The You I've Never Known is a YA realistic fiction book about learning who you are. Arial lives with her dad, and her mom disappeared when she was two. She has never stayed in one place for more than a school year, mostly less. With her dad who is an alcoholic with a fiery temper, Arial feels as though she is walking on glass. Life gets more complicated when she has feelings for both her friends, Monica and Gabe. The task of figuring out who she is becomes more difficult when a lady shows up claiming to be Arial's mother stating that her father kidnapped her. Arial tries to figure out what to believe and who to trust, and confront her dad once and for all. 

The You I've Never Known is written in a combination of verse and prose. More often than not, I find that books written in poetry are underdeveloped. I was pleasantly surprised! Somehow the author managed to take regular text and dialogue and turn it into poetry, while still containing full sentences. I was stunned because the writing felt really strong, and even better than other books!

The part about Arial's mother did not really come up until towards the end, which I honestly did not mind. While in the description it sounds like the whole book is about the mother, most of it is about Arial and who she is, and her already chaotic life. Personally, I loved how the author built up Arial's life before her mother walked in. I think that Arial handled the situation as best as she could, and she is lucky to have such great friends to support her. All the secondary characters were completely developed and play a huge role in who Arial is. Hillary is a character that I was really interested in, and enjoyed getting to know her. I would definitely want to be her friend in real life! 

A lot of teenagers experience the daunting question of "Who am I?" This book clearly shows all of the factors that change who we are. While I would not categorize The You I've Never Known as inspirational, it does teach a lesson loud and clear to live in the moment, and to make everything you do count. The pacing was smooth and flowed like water. It is so easy to get lost in this book, and I could not put it down! I hope I have time to read it again before I have to return it to the library.

Hopkins is not afraid to bring up those heavy topics. 99% of the time Arial's dad is around, he is drunk. He spends more time with other women than his own daughter, and his humor is borderline inappropriate. Abuse is in there as well. A lot of hearts will be touched by Arial's story. (Note: Because this book heavily involves alcohol, child abuse, and contains a few imitate scenes, I would recommend it only for older YA readers.)

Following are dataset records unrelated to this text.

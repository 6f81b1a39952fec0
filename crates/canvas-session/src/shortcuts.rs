//! Key bindings for the canvas.
//!
//! Turns `KeyboardEvent.key` plus modifier flags into a [`ShortcutAction`].
//! The session decides whether an action applies; this module only names
//! it.

/// What a bound key asks the session to do.
#[derive(Debug, Clone, Copy, PartialEq, Eq)]
pub enum ShortcutAction {
    // history and structure
    Undo,
    Redo,
    Delete,
    SelectAll,
    Duplicate,

    // geometry
    /// Arrow-key nudge. `dx`/`dy` are -1, 0 or 1; `large` when Shift is held.
    Nudge { dx: i8, dy: i8, large: bool },

    // stacking
    SendBackward,
    BringForward,
    SendToBack,
    BringToFront,

    // selection and text
    Deselect,
    ExitTextEditing,
}

/// The binding table. `ctrl` and `meta` are interchangeable so ⌘ on macOS
/// and Ctrl elsewhere resolve alike.
pub struct ShortcutMap;

impl ShortcutMap {
    /// Binding for a key press outside text editing, if any.
    pub fn resolve(
        key: &str,
        ctrl: bool,
        shift: bool,
        _alt: bool,
        meta: bool,
    ) -> Option<ShortcutAction> {
        let cmd = ctrl || meta;

        // command+shift before plain command, so redo wins over undo
        if cmd && shift {
            return match key {
                "z" | "Z" => Some(ShortcutAction::Redo),
                "[" | "{" => Some(ShortcutAction::SendToBack),
                "]" | "}" => Some(ShortcutAction::BringToFront),
                _ => None,
            };
        }

        if cmd {
            return match key {
                "z" | "Z" => Some(ShortcutAction::Undo),
                "y" | "Y" => Some(ShortcutAction::Redo),
                "a" | "A" => Some(ShortcutAction::SelectAll),
                "d" | "D" => Some(ShortcutAction::Duplicate),
                "[" => Some(ShortcutAction::SendBackward),
                "]" => Some(ShortcutAction::BringForward),
                _ => None,
            };
        }

        if let Some((dx, dy)) = arrow(key) {
            return Some(ShortcutAction::Nudge {
                dx,
                dy,
                large: shift,
            });
        }

        if shift {
            return None;
        }

        match key {
            "Delete" | "Backspace" => Some(ShortcutAction::Delete),
            "Escape" => Some(ShortcutAction::Deselect),
            _ => None,
        }
    }

    /// Resolve while a text element is being edited. Keys belong to the
    /// text editor; only Escape is taken, to leave editing.
    pub fn resolve_editing(key: &str) -> Option<ShortcutAction> {
        (key == "Escape").then_some(ShortcutAction::ExitTextEditing)
    }
}

fn arrow(key: &str) -> Option<(i8, i8)> {
    match key {
        "ArrowLeft" => Some((-1, 0)),
        "ArrowRight" => Some((1, 0)),
        "ArrowUp" => Some((0, -1)),
        "ArrowDown" => Some((0, 1)),
        _ => None,
    }
}

#[cfg(test)]
mod tests {
    use super::*;

    #[test]
    fn undo_redo() {
        assert_eq!(
            ShortcutMap::resolve("z", true, false, false, false),
            Some(ShortcutAction::Undo)
        );
        assert_eq!(
            ShortcutMap::resolve("z", false, false, false, true),
            Some(ShortcutAction::Undo)
        );
        assert_eq!(
            ShortcutMap::resolve("Z", false, true, false, true),
            Some(ShortcutAction::Redo)
        );
        assert_eq!(
            ShortcutMap::resolve("y", true, false, false, false),
            Some(ShortcutAction::Redo)
        );
    }

    #[test]
    fn delete_keys() {
        assert_eq!(
            ShortcutMap::resolve("Delete", false, false, false, false),
            Some(ShortcutAction::Delete)
        );
        assert_eq!(
            ShortcutMap::resolve("Backspace", false, false, false, false),
            Some(ShortcutAction::Delete)
        );
    }

    #[test]
    fn arrows_nudge() {
        assert_eq!(
            ShortcutMap::resolve("ArrowLeft", false, false, false, false),
            Some(ShortcutAction::Nudge {
                dx: -1,
                dy: 0,
                large: false
            })
        );
        assert_eq!(
            ShortcutMap::resolve("ArrowDown", false, true, false, false),
            Some(ShortcutAction::Nudge {
                dx: 0,
                dy: 1,
                large: true
            })
        );
    }

    #[test]
    fn z_order() {
        assert_eq!(
            ShortcutMap::resolve("[", true, false, false, false),
            Some(ShortcutAction::SendBackward)
        );
        assert_eq!(
            ShortcutMap::resolve("}", false, true, false, true),
            Some(ShortcutAction::BringToFront)
        );
    }

    #[test]
    fn editing_only_takes_escape() {
        assert_eq!(ShortcutMap::resolve_editing("Backspace"), None);
        assert_eq!(
            ShortcutMap::resolve_editing("Escape"),
            Some(ShortcutAction::ExitTextEditing)
        );
    }

    #[test]
    fn unbound_keys() {
        assert_eq!(ShortcutMap::resolve("q", false, false, false, false), None);
        assert_eq!(ShortcutMap::resolve("Delete", false, true, false, false), None);
    }
}
//! Input routing: keyboard shortcuts, double-click, and text-edit state.

use crate::config::SessionConfig;
use crate::shortcuts::{ShortcutAction, ShortcutMap};
use canvas_core::{CanvasEngine, Element, ElementId, ElementKind};
use kurbo::Vec2;

/// Tracks whether a text element is being edited and routes input
/// accordingly.
#[derive(Debug, Clone, Default)]
pub struct Interaction {
    editing: Option<ElementId>,
}

impl Interaction {
    pub fn new() -> Self {
        Self::default()
    }

    /// The text element currently being edited.
    pub fn editing(&self) -> Option<ElementId> {
        self.editing
    }

    pub fn set_editing(&mut self, id: Option<ElementId>) {
        self.editing = id;
    }

    /// Resolve a key event. While editing text only Escape is routed.
    pub fn route_key(
        &self,
        key: &str,
        ctrl: bool,
        shift: bool,
        alt: bool,
        meta: bool,
    ) -> Option<ShortcutAction> {
        if self.editing.is_some() {
            ShortcutMap::resolve_editing(key)
        } else {
            ShortcutMap::resolve(key, ctrl, shift, alt, meta)
        }
    }

    /// The element a double-click should open for editing, if any.
    pub fn double_click_target<E: CanvasEngine + ?Sized>(
        &self,
        engine: &E,
        target: Option<ElementId>,
    ) -> Option<ElementId> {
        let id = target?;
        if self.editing == Some(id) {
            return None;
        }
        engine.element(id).filter(Element::is_text).map(|el| el.id)
    }
}

/// Scene-space displacement for a nudge action.
pub fn nudge_delta(dx: i8, dy: i8, large: bool, config: &SessionConfig) -> Vec2 {
    let step = if large {
        config.nudge_step_large
    } else {
        config.nudge_step
    };
    Vec2::new(f64::from(dx) * step, f64::from(dy) * step)
}

/// A copy of `element` offset by `offset`, with fresh ids throughout.
pub fn duplicate(element: &Element, offset: f64) -> Element {
    let mut copy = fresh_ids(element);
    copy.geometry.left += offset;
    copy.geometry.top += offset;
    copy
}

fn fresh_ids(element: &Element) -> Element {
    let mut copy = element.clone();
    copy.id = ElementId::with_prefix(&element.kind.type_name().replace('-', ""));
    if let ElementKind::Group { objects } = &mut copy.kind {
        *objects = objects.iter().map(fresh_ids).collect();
    }
    copy
}

#[cfg(test)]
mod tests {
    use super::*;

    #[test]
    fn editing_swallows_shortcuts() {
        let mut interaction = Interaction::new();
        assert_eq!(
            interaction.route_key("Delete", false, false, false, false),
            Some(ShortcutAction::Delete)
        );
        interaction.set_editing(Some(ElementId::intern("ix-text")));
        assert_eq!(interaction.route_key("Delete", false, false, false, false), None);
        assert_eq!(interaction.route_key("z", true, false, false, false), None);
        assert_eq!(
            interaction.route_key("Escape", false, false, false, false),
            Some(ShortcutAction::ExitTextEditing)
        );
    }

    #[test]
    fn nudge_steps() {
        let config = SessionConfig::default();
        assert_eq!(nudge_delta(-1, 0, false, &config), Vec2::new(-1.0, 0.0));
        assert_eq!(nudge_delta(0, 1, true, &config), Vec2::new(0.0, 10.0));
    }

    #[test]
    fn duplicate_renames_whole_subtree() {
        let group = Element::group(
            "ix-g",
            10.0,
            10.0,
            vec![Element::rect("ix-r", 0.0, 0.0, 5.0, 5.0)],
        );
        let copy = duplicate(&group, 20.0);
        assert_ne!(copy.id, group.id);
        assert_ne!(copy.children()[0].id, group.children()[0].id);
        assert!(copy.id.as_str().starts_with("group_"));
        assert_eq!((copy.geometry.left, copy.geometry.top), (30.0, 30.0));
        assert_eq!(copy.children()[0].geometry, group.children()[0].geometry);
    }
}
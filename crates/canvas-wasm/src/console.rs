//! Browser console output: a `log` backend and a panic hook.

use log::{Level, LevelFilter, Metadata, Record};

struct ConsoleLogger;

static LOGGER: ConsoleLogger = ConsoleLogger;

impl log::Log for ConsoleLogger {
    fn enabled(&self, metadata: &Metadata) -> bool {
        metadata.level() <= log::max_level()
    }

    fn log(&self, record: &Record) {
        if !self.enabled(record.metadata()) {
            return;
        }
        let line = format!("[{}] {}", record.target(), record.args());
        write_line(record.level(), &line);
    }

    fn flush(&self) {}
}

#[cfg(target_arch = "wasm32")]
fn write_line(level: Level, line: &str) {
    let value = wasm_bindgen::JsValue::from_str(line);
    match level {
        Level::Error => web_sys::console::error_1(&value),
        Level::Warn => web_sys::console::warn_1(&value),
        Level::Info => web_sys::console::info_1(&value),
        Level::Debug | Level::Trace => web_sys::console::debug_1(&value),
    }
}

#[cfg(not(target_arch = "wasm32"))]
fn write_line(level: Level, line: &str) {
    eprintln!("{level:<5} {line}");
}

/// Install the console logger. Later calls only change the level.
pub fn init(level: LevelFilter) {
    if log::set_logger(&LOGGER).is_err() {
        log::trace!("console: logger already installed");
    }
    log::set_max_level(level);
}

/// Parse a level name, falling back to `Info`.
pub fn parse_level(name: &str) -> LevelFilter {
    name.parse().unwrap_or(LevelFilter::Info)
}

// ─── Panic hook for WASM debugging ───────────────────────────────────────

pub fn panic_hook_setup() {
    #[cfg(target_arch = "wasm32")]
    {
        use std::sync::Once;
        static SET_HOOK: Once = Once::new();
        SET_HOOK.call_once(|| {
            std::panic::set_hook(Box::new(|info| {
                let msg = format!("canvas-session panic: {info}");
                web_sys::console::error_1(&msg.into());
            }));
        });
    }
}

#[cfg(test)]
mod tests {
    use super::*;

    #[test]
    fn level_names() {
        assert_eq!(parse_level("debug"), LevelFilter::Debug);
        assert_eq!(parse_level("WARN"), LevelFilter::Warn);
        assert_eq!(parse_level("chatty"), LevelFilter::Info);
    }
}
//! One-shot starter content loading.
//!
//! A [`ContentLoader`] belongs to one session. It fetches a persisted
//! document tree through a [`DocumentFetcher`], normalizes it into a
//! [`Template`], and hands it to [`CanvasSession::populate`], which puts it
//! on the canvas, records the first snapshot and unlocks history.
//!
//! The session is borrowed only before and after the fetch, never across
//! the await, so engine events and user input keep flowing while the
//! request is in flight.

use crate::history::SaveOutcome;
use crate::lifecycle::{LifecycleError, SessionState};
use crate::session::CanvasSession;
use canvas_core::{CanvasEngine, EngineError, NormalizeReport, Template, TemplateError};
use serde_json::Value;
use std::cell::{Cell, RefCell};
use std::collections::HashSet;
use std::fmt;
use std::future::Future;
use thiserror::Error;

/// Identifier of a persisted template record.
#[derive(Debug, Clone, PartialEq, Eq, Hash)]
pub struct TemplateId(String);

impl TemplateId {
    pub fn new(id: impl Into<String>) -> Self {
        Self(id.into())
    }

    pub fn as_str(&self) -> &str {
        &self.0
    }
}

impl fmt::Display for TemplateId {
    fn fmt(&self, f: &mut fmt::Formatter<'_>) -> fmt::Result {
        f.write_str(&self.0)
    }
}

impl From<&str> for TemplateId {
    fn from(id: &str) -> Self {
        Self::new(id)
    }
}

#[derive(Debug, Clone, PartialEq, Eq, Error)]
pub enum FetchError {
    #[error("template {0} not found")]
    NotFound(TemplateId),
    #[error("fetch failed: {0}")]
    Transport(String),
}

#[derive(Debug, Error)]
pub enum LoadError {
    #[error("starter content was already loaded")]
    AlreadyLoaded,
    #[error("template {0} is already being loaded")]
    InFlight(TemplateId),
    #[error("session is {0}, not awaiting content")]
    NotAwaitingContent(SessionState),
    #[error("engine is not available")]
    EngineUnavailable,
    #[error(transparent)]
    Fetch(#[from] FetchError),
    #[error(transparent)]
    Template(#[from] TemplateError),
    #[error(transparent)]
    Engine(#[from] EngineError),
    #[error(transparent)]
    Lifecycle(#[from] LifecycleError),
}

/// Source of persisted document trees.
pub trait DocumentFetcher {
    fn fetch_document(&self, id: &TemplateId) -> impl Future<Output = Result<Value, FetchError>>;
}

/// What a successful load did.
#[derive(Debug, Clone, PartialEq)]
pub struct LoadReport {
    pub template: TemplateId,
    /// Dotted path the elements were found at.
    pub source: String,
    pub elements: usize,
    pub normalized: NormalizeReport,
    pub snapshot: SaveOutcome,
}

pub struct ContentLoader<F> {
    fetcher: F,
    in_flight: RefCell<HashSet<TemplateId>>,
    loaded: Cell<bool>,
}

/// Releases an in-flight marker however the load ends.
struct InFlightGuard<'a> {
    set: &'a RefCell<HashSet<TemplateId>>,
    id: TemplateId,
}

impl Drop for InFlightGuard<'_> {
    fn drop(&mut self) {
        self.set.borrow_mut().remove(&self.id);
    }
}

impl<F: DocumentFetcher> ContentLoader<F> {
    pub fn new(fetcher: F) -> Self {
        Self {
            fetcher,
            in_flight: RefCell::new(HashSet::new()),
            loaded: Cell::new(false),
        }
    }

    pub fn is_loaded(&self) -> bool {
        self.loaded.get()
    }

    pub fn is_in_flight(&self, id: &TemplateId) -> bool {
        self.in_flight.borrow().contains(id)
    }

    /// Fetch `id` and populate the session with it.
    pub async fn load<E: CanvasEngine>(
        &self,
        session: &RefCell<CanvasSession<E>>,
        id: TemplateId,
    ) -> Result<LoadReport, LoadError> {
        if self.loaded.get() {
            return Err(LoadError::AlreadyLoaded);
        }
        {
            let session = session.borrow();
            let state = session.state();
            if state != SessionState::AwaitingContent {
                return Err(LoadError::NotAwaitingContent(state));
            }
            if !session.engine_live() {
                return Err(LoadError::EngineUnavailable);
            }
        }
        if !self.in_flight.borrow_mut().insert(id.clone()) {
            log::debug!("loader: {id} already in flight");
            return Err(LoadError::InFlight(id));
        }
        let _guard = InFlightGuard {
            set: &self.in_flight,
            id: id.clone(),
        };

        log::info!("loader: fetching template {id}");
        let tree = match self.fetcher.fetch_document(&id).await {
            Ok(tree) => tree,
            Err(err) => {
                session.borrow_mut().content_failed(err.to_string());
                return Err(err.into());
            }
        };

        let template = match Template::from_tree(&tree) {
            Ok(template) => template,
            Err(err) => {
                session.borrow_mut().content_failed(err.to_string());
                return Err(err.into());
            }
        };

        let source = template.source.clone();
        let elements = template.elements.len();
        let normalized = template.report.clone();
        let snapshot = session.borrow_mut().populate(template)?;
        self.loaded.set(true);

        Ok(LoadReport {
            template: id,
            source,
            elements,
            normalized,
            snapshot,
        })
    }
}
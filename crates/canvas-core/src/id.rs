use lasso::{Spur, ThreadedRodeo};
use serde::{Deserialize, Deserializer, Serialize, Serializer};
use std::fmt;
use std::sync::LazyLock;

/// Global string interner for element IDs.
static INTERNER: LazyLock<ThreadedRodeo> = LazyLock::new(ThreadedRodeo::default);

/// A lightweight, interned identifier for elements on the canvas.
/// Internally a 4-byte `Spur` index, so it is `Copy` and hashes in O(1).
#[derive(Clone, Copy, PartialEq, Eq, Hash)]
pub struct ElementId(Spur);

impl ElementId {
    /// Intern a string as an ElementId, or return the existing one.
    pub fn intern(s: &str) -> Self {
        ElementId(INTERNER.get_or_intern(s))
    }

    /// Resolve back to a string slice.
    pub fn as_str(&self) -> &str {
        INTERNER.resolve(&self.0)
    }

    /// Generate a unique anonymous ID (for legacy elements without one).
    pub fn anonymous() -> Self {
        Self::with_prefix("el")
    }

    /// Generate a unique ID with a type prefix (e.g. `rect_1`, `textbox_2`).
    ///
    /// Skips any name that is already interned so a generated ID never
    /// collides with one that came from a persisted document.
    pub fn with_prefix(prefix: &str) -> Self {
        use std::sync::atomic::{AtomicU64, Ordering};
        static COUNTER: AtomicU64 = AtomicU64::new(0);
        loop {
            let n = COUNTER.fetch_add(1, Ordering::Relaxed);
            let name = format!("{prefix}_{n}");
            if INTERNER.get(&name).is_none() {
                return Self::intern(&name);
            }
        }
    }
}

impl fmt::Debug for ElementId {
    fn fmt(&self, f: &mut fmt::Formatter<'_>) -> fmt::Result {
        write!(f, "#{}", self.as_str())
    }
}

impl fmt::Display for ElementId {
    fn fmt(&self, f: &mut fmt::Formatter<'_>) -> fmt::Result {
        f.write_str(self.as_str())
    }
}

impl Serialize for ElementId {
    fn serialize<S: Serializer>(&self, serializer: S) -> Result<S::Ok, S::Error> {
        serializer.serialize_str(self.as_str())
    }
}

impl<'de> Deserialize<'de> for ElementId {
    fn deserialize<D: Deserializer<'de>>(deserializer: D) -> Result<Self, D::Error> {
        let s = String::deserialize(deserializer)?;
        Ok(ElementId::intern(&s))
    }
}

I highly recommend this book!

Title: The You I've Never Known
Author: Ellen Hopkins
Publisher: Margaret K. McElderry Books
Pages: 608 Pages
Series: No 
Rating: 5 Stars

Monday, September 4, 2017

Nobody by Jennifer Lynn Barnes

Nobody is a YA science fiction book about literally being nobody. A lot of people feel like they are nobody, or complain that nobody ever listens to them, but what if you actually were? Seventeen-year-old Nix is a Nobody. He has so little energy in his body that people don't notice him or remember him. Harnessing his lack of energy, he can also become transparent and fly. The Institute managed to find him when he was little, and with great difficulty, raised him to do their dirty work. Essentially, he is assassinating "bad" people. Nix goes along with what they say, until they tell him to get rid of Claire.

Nix always thought he was the only Nobody, until he meets Claire. Nix finds himself falling head over heals for Claire, and teaching her how to use her powers. Along the way, Nix realizes the real reason he was told to get rid of her. One Nobody is powerful enough, but when Claire and Nix put their powers together, they are unstoppable. As Nix discovers the truth about what the Institute's motives really are (basically world domination), the only way to survive is to take them down together.  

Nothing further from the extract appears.